*Source data*.
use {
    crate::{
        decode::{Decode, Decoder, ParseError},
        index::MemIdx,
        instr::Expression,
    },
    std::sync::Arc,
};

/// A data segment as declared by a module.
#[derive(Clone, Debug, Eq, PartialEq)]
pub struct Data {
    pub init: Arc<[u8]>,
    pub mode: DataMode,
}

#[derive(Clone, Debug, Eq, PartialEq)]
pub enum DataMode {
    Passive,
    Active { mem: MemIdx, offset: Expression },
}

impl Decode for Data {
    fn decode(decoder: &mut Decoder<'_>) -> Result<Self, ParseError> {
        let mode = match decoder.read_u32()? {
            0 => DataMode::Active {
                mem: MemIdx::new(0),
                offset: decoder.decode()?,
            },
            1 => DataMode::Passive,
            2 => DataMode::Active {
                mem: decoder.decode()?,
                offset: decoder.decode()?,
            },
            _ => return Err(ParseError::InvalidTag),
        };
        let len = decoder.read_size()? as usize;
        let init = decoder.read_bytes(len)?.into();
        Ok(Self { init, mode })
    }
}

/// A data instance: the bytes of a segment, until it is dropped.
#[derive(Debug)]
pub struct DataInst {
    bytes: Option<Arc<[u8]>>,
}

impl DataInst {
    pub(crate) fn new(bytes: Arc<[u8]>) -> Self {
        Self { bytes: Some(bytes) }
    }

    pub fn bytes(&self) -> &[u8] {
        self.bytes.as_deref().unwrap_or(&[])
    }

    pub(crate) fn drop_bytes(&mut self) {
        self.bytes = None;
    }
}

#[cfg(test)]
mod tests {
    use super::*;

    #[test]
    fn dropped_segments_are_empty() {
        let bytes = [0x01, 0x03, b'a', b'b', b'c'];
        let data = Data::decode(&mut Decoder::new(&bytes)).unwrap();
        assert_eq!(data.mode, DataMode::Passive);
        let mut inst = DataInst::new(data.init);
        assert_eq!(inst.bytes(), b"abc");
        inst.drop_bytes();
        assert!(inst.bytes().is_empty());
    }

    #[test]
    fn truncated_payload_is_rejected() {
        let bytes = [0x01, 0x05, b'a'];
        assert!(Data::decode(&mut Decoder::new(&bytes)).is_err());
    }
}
---
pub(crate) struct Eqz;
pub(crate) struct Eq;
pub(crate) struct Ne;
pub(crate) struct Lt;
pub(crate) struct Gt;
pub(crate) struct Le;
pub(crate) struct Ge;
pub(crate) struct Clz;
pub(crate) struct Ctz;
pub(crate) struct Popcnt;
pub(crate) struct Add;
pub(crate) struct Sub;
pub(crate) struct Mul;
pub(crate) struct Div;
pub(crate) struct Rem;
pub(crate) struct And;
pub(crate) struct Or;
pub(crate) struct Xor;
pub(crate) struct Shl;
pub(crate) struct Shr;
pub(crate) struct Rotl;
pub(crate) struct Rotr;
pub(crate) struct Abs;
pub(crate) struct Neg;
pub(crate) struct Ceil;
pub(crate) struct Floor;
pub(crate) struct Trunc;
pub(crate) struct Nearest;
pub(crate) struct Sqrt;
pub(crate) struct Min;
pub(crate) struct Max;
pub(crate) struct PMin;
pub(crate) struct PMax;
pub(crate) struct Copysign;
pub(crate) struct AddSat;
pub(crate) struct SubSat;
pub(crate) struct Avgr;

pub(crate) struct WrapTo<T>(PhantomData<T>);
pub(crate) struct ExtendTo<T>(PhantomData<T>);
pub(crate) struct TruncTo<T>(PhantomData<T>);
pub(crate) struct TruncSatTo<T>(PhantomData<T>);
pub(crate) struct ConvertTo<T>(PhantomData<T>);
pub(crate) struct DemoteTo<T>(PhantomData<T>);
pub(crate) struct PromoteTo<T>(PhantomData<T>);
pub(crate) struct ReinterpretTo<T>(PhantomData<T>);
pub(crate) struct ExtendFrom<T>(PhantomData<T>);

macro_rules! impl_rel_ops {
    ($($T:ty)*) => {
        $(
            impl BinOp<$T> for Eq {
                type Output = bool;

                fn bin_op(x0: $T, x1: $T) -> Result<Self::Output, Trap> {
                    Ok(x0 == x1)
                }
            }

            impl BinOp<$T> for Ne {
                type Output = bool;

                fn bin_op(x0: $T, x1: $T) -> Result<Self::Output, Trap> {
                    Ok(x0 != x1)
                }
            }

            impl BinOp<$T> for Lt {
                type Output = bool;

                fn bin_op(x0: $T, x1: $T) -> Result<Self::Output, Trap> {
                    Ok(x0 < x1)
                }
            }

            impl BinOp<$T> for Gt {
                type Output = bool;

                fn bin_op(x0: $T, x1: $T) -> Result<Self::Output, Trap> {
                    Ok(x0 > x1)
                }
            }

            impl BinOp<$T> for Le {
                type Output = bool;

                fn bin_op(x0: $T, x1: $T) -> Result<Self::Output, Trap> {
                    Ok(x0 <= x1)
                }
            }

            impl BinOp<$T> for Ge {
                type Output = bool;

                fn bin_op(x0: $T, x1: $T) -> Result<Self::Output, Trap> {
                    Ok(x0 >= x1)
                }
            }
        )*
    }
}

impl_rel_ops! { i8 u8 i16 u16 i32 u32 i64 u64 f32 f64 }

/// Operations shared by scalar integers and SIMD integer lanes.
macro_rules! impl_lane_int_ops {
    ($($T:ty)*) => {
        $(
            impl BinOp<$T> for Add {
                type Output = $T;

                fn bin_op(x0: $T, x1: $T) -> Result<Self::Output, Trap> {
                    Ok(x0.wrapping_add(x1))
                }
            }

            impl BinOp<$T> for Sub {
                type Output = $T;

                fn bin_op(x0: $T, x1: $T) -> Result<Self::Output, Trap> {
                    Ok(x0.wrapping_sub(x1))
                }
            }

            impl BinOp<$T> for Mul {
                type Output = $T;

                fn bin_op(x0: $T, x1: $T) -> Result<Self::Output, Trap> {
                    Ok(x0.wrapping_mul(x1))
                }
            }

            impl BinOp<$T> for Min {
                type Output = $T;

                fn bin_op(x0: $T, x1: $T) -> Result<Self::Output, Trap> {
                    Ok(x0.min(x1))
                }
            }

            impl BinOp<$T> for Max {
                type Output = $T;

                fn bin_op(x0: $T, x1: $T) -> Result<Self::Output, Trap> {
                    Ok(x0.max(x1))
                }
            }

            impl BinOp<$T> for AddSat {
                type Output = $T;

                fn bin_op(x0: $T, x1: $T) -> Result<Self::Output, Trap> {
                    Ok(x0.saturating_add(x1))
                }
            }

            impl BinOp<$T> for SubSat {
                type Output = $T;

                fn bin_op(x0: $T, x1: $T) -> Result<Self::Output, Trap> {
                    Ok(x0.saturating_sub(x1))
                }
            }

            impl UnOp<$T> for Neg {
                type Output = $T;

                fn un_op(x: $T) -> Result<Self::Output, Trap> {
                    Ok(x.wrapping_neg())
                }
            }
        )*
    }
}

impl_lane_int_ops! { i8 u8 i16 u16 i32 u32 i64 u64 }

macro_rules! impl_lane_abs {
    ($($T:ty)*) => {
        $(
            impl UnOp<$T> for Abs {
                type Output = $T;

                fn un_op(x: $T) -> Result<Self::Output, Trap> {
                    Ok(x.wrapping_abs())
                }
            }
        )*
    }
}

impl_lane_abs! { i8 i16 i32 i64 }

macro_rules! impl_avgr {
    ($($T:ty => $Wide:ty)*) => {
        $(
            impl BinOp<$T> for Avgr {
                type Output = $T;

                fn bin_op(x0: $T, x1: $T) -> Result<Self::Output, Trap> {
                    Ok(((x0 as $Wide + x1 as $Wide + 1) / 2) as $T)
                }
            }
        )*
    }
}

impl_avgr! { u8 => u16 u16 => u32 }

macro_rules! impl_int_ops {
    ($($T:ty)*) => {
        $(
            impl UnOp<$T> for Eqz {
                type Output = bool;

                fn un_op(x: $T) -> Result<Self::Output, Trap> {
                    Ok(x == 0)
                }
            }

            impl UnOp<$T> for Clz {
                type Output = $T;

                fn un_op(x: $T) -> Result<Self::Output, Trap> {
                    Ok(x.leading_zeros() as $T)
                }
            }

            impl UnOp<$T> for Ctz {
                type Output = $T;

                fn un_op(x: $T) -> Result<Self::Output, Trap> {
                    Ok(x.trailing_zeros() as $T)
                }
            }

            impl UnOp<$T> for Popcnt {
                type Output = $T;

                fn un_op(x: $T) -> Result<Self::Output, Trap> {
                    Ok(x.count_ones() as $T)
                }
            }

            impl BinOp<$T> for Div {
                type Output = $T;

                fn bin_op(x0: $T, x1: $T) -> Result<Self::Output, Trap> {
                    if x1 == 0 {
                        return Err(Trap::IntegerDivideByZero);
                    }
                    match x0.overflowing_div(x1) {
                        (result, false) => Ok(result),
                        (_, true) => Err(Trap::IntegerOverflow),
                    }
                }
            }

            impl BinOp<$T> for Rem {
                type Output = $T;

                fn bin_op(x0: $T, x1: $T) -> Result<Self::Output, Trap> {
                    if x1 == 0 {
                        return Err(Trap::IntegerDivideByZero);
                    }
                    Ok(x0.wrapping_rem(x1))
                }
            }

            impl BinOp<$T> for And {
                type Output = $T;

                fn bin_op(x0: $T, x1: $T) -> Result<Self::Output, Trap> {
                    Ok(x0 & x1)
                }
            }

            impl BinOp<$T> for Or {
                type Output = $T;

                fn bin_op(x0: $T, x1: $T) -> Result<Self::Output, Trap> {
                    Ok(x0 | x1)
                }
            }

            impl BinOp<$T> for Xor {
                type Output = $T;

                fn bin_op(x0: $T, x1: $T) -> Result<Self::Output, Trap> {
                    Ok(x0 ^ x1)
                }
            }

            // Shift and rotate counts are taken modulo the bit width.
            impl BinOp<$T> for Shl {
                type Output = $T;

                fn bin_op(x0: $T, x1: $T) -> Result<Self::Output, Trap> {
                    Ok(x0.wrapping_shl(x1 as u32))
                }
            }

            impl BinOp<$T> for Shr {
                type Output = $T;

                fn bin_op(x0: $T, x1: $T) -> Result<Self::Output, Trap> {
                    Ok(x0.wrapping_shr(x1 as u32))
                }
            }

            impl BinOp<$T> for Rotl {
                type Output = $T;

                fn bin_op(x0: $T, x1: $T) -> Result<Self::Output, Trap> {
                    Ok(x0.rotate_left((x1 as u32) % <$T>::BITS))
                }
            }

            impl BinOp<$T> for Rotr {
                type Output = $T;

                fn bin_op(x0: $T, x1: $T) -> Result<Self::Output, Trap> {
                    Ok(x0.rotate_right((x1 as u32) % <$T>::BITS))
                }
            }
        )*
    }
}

*Instructions for the task*. Search the records above for the string "Wide". Copy every line that contains it.

*Written response*.
    ($($T:ty => $Wide:ty)*) => {
                    Ok(((x0 as $Wide + x1 as $Wide + 1) / 2) as $T)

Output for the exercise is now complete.